• _What this task involves_: Reproduce the whole of the data exactly.

• _Provided records_:
- - - -
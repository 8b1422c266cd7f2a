/// Errors that can occur while framing or writing sentences.
#[derive(Debug, thiserror::Error)]
pub enum FrameError {
    /// The record is longer than a sentence may be.
    #[error("sentence too long ({len} bytes, max {max})")]
    TooLong { len: usize, max: usize },

    /// The record is empty.
    #[error("empty sentence")]
    Empty,

    /// The record does not end with `\r\n`.
    #[error("sentence is not terminated by CRLF")]
    Unterminated,

    /// An I/O error occurred on the underlying stream.
    #[error("frame I/O error: {0}")]
    Io(#[from] std::io::Error),

    /// The stream accepted no more bytes.
    #[error("stream closed")]
    Closed,
}

pub type Result<T> = std::result::Result<T, FrameError>;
- - - -
• _Written response_:
repository 8b1422c266cd7f2a
/// Errors that can occur while framing or writing sentences.
#[derive(Debug, thiserror::Error)]
pub enum FrameError {
    /// The record is longer than a sentence may be.
    #[error("sentence too long ({len} bytes, max {max})")]
    TooLong { len: usize, max: usize },

    /// The record is empty.
    #[error("empty sentence")]
    Empty,

    /// The record does not end with `\r\n`.
    #[error("sentence is not terminated by CRLF")]
    Unterminated,

    /// An I/O error occurred on the underlying stream.
    #[error("frame I/O error: {0}")]
    Io(#[from] std::io::Error),

    /// The stream accepted no more bytes.
    #[error("stream closed")]
    Closed,
}

pub type Result<T> = std::result::Result<T, FrameError>;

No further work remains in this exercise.